Ancient coins with the right properties could be an even better holder of value. Byzantine coins (300–1400) can be bought for under $100. But ancient coins go back over 21 centuries, so where do you begin as a novice or new ancient coin collector?

If you buy ancient coins with the following properties, they are more likely to retain their value and hold up even better than gold.


You would think that a coin found in a buried shipwreck that is leagues under the sea would have immeasurable value. But this rare discovery would not be considered the rarest of coins. The more pristine the coin, the higher it's valued. A minted coin that was never in use is prized the most. 

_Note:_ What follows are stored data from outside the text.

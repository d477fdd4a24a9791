//! Audio format conversion between captured audio, the canonical wire
//! format, and playback PCM.
//!
//! The backend accepts exactly one container: a 44-byte RIFF/WAVE header
//! (PCM format tag 1, mono, 16-bit) followed by little-endian samples.
//! Replies come back as headerless 16-bit little-endian mono PCM at 24 kHz.
//! Both directions travel base64-encoded because the transport carries only
//! text frames.

use base64::engine::general_purpose::STANDARD;
use base64::Engine;
use std::io::Cursor;

/// Sample rate of outgoing utterances.
pub const TARGET_SAMPLE_RATE: u32 = 16_000;

/// Sample rate of incoming synthesized replies.
pub const PLAYBACK_SAMPLE_RATE: u32 = 24_000;

/// Error type for codec operations.
#[derive(Debug, thiserror::Error)]
pub enum DecodeError {
    #[error("WAV container error: {0}")]
    Container(#[from] hound::Error),

    #[error("transport text error: {0}")]
    TransportText(#[from] base64::DecodeError),

    #[error("audio payload is empty")]
    Empty,
}

/// Mono PCM audio at a known sample rate.
#[derive(Debug, Clone, PartialEq)]
pub struct PcmBuffer {
    pub samples: Vec<i16>,
    pub sample_rate: u32,
}

impl PcmBuffer {
    pub fn new(samples: Vec<i16>, sample_rate: u32) -> Self {
        Self {
            samples,
            sample_rate,
        }
    }

    /// Duration of the buffer in milliseconds.
    pub fn duration_ms(&self) -> u64 {
        self.samples.len() as u64 * 1000 / u64::from(self.sample_rate)
    }
}

/// Decode a captured WAV blob into canonical 16 kHz mono PCM.
///
/// The container may carry any sample rate and channel count; only the
/// first channel is kept, and the result is resampled by linear
/// interpolation to [`TARGET_SAMPLE_RATE`].
pub fn decode_to_pcm(blob: &[u8]) -> Result<PcmBuffer, DecodeError> {
    let mut reader = hound::WavReader::new(Cursor::new(blob))?;
    let spec = reader.spec();
    let channels = spec.channels.max(1) as usize;

    // Normalize to f32 regardless of the stored sample format.
    let source: Vec<f32> = match spec.sample_format {
        hound::SampleFormat::Float => reader
            .samples::<f32>()
            .collect::<Result<Vec<_>, _>>()?
            .into_iter()
            .step_by(channels)
            .collect(),
        hound::SampleFormat::Int => {
            let full_scale = (1i64 << (spec.bits_per_sample - 1)) as f32;
            reader
                .samples::<i32>()
                .collect::<Result<Vec<_>, _>>()?
                .into_iter()
                .step_by(channels)
                .map(|s| s as f32 / full_scale)
                .collect()
        }
    };

    if source.is_empty() {
        return Err(DecodeError::Empty);
    }

    let resampled = resample_linear(&source, spec.sample_rate, TARGET_SAMPLE_RATE);
    let samples = resampled.iter().map(|&s| quantize(s)).collect();

    Ok(PcmBuffer::new(samples, TARGET_SAMPLE_RATE))
}

/// Resample mono f32 audio by linear interpolation.
///
/// Output length is exactly `round(len * to_rate / from_rate)`.
pub fn resample_linear(samples: &[f32], from_rate: u32, to_rate: u32) -> Vec<f32> {
    if from_rate == to_rate {
        return samples.to_vec();
    }

    let src_len = samples.len();
    let out_len = (src_len as f64 * f64::from(to_rate) / f64::from(from_rate)).round() as usize;

    (0..out_len)
        .map(|i| {
            let pos = i as f64 * src_len as f64 / out_len as f64;
            let index = pos.floor() as usize;
            let fraction = (pos - index as f64) as f32;

            if index + 1 < src_len {
                samples[index] * (1.0 - fraction) + samples[index + 1] * fraction
            } else {
                samples[index]
            }
        })
        .collect()
}

/// Clamp and quantize a float sample to signed 16-bit range.
fn quantize(sample: f32) -> i16 {
    (sample * 32768.0).clamp(-32768.0, 32767.0) as i16
}

/// Build the canonical WAV payload: a fixed 44-byte header followed by the
/// little-endian sample stream. Total size is `44 + 2 * samples.len()`.
pub fn encode_wav(samples: &[i16], sample_rate: u32) -> Vec<u8> {
    let data_size = (samples.len() * 2) as u32;
    let byte_rate = sample_rate * 2;

    let mut wav = Vec::with_capacity(44 + samples.len() * 2);

    wav.extend_from_slice(b"RIFF");
    wav.extend_from_slice(&(36 + data_size).to_le_bytes());
    wav.extend_from_slice(b"WAVE");

    wav.extend_from_slice(b"fmt ");
    wav.extend_from_slice(&16u32.to_le_bytes()); // fmt chunk size
    wav.extend_from_slice(&1u16.to_le_bytes()); // PCM format tag
    wav.extend_from_slice(&1u16.to_le_bytes()); // mono
    wav.extend_from_slice(&sample_rate.to_le_bytes());
    wav.extend_from_slice(&byte_rate.to_le_bytes());
    wav.extend_from_slice(&2u16.to_le_bytes()); // block align
    wav.extend_from_slice(&16u16.to_le_bytes()); // bits per sample

    wav.extend_from_slice(b"data");
    wav.extend_from_slice(&data_size.to_le_bytes());
    wav.extend_from_slice(&pcm_to_bytes(samples));

    wav
}

/// Encode bytes as transport-safe text.
pub fn to_transport_text(bytes: &[u8]) -> String {
    STANDARD.encode(bytes)
}

/// Decode transport-safe text back to bytes. Inverse of
/// [`to_transport_text`] for every byte sequence.
pub fn from_transport_text(text: &str) -> Result<Vec<u8>, DecodeError> {
    Ok(STANDARD.decode(text)?)
}

/// Decode a transport-text reply payload: raw 16-bit little-endian mono PCM
/// at [`PLAYBACK_SAMPLE_RATE`].
pub fn decode_playback_audio(text: &str) -> Result<PcmBuffer, DecodeError> {
    let bytes = from_transport_text(text)?;
    if bytes.is_empty() {
        return Err(DecodeError::Empty);
    }
    Ok(PcmBuffer::new(bytes_to_pcm(&bytes), PLAYBACK_SAMPLE_RATE))
}

/// Convert i16 samples to little-endian bytes.
pub fn pcm_to_bytes(samples: &[i16]) -> Vec<u8> {
    let mut bytes = Vec::with_capacity(samples.len() * 2);
    for &sample in samples {
        bytes.extend_from_slice(&sample.to_le_bytes());
    }
    bytes
}

/// Convert little-endian bytes to i16 samples. A trailing odd byte is
/// dropped.
pub fn bytes_to_pcm(bytes: &[u8]) -> Vec<i16> {
    bytes
        .chunks_exact(2)
        .map(|chunk| i16::from_le_bytes([chunk[0], chunk[1]]))
        .collect()
}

Coin collectors ascribe one of 13 grades to ancient coins. The highest grade, the fleur de coin (FDC), is flawless and likely never been touched by human hands. The lowest grade, Poor (P), may be the coin found at the bottom of the sea. It is well worn and flaws may exist in its original design.

Engraving Quality 

But the experts advise that, when valuing ancient versus modern coins, the grade is less important than engraving quality. Though a nicely centered coin is valued, if the engraving has fine, sharp edges, a warped shape will be overlooked. 


Closely related to engraving quality is artistry. The most expensive coins have fine detailing and high-quality engraving in common. For these qualities, the Maxentius 8-Aurei gold medallion (308] from Ancient Rome sold for $1.4 million at a British auction. 

Together, the rarity, engraving quality, and originality of the artwork can provide exceptional value. The most expensive Byzantine coin sold for $190,000 in 2014. The gold coin featuring two Byzantine princesses has fine detail and engraving quality.


Yet among the rarest Ancient Greek coins, a 350-300 BC Pantikapaion Gold sold for $3.2 million. The artwork is less detailed and the coin shows some wear. Rarity has a higher value than coin artistry and engraving. And like artworks, coins from smaller mintages are more highly valued.

Whether you're entering the ancient coin market at under $100 or over $10,000, a coin with the above features could be worth more than your US gold coin in a few years.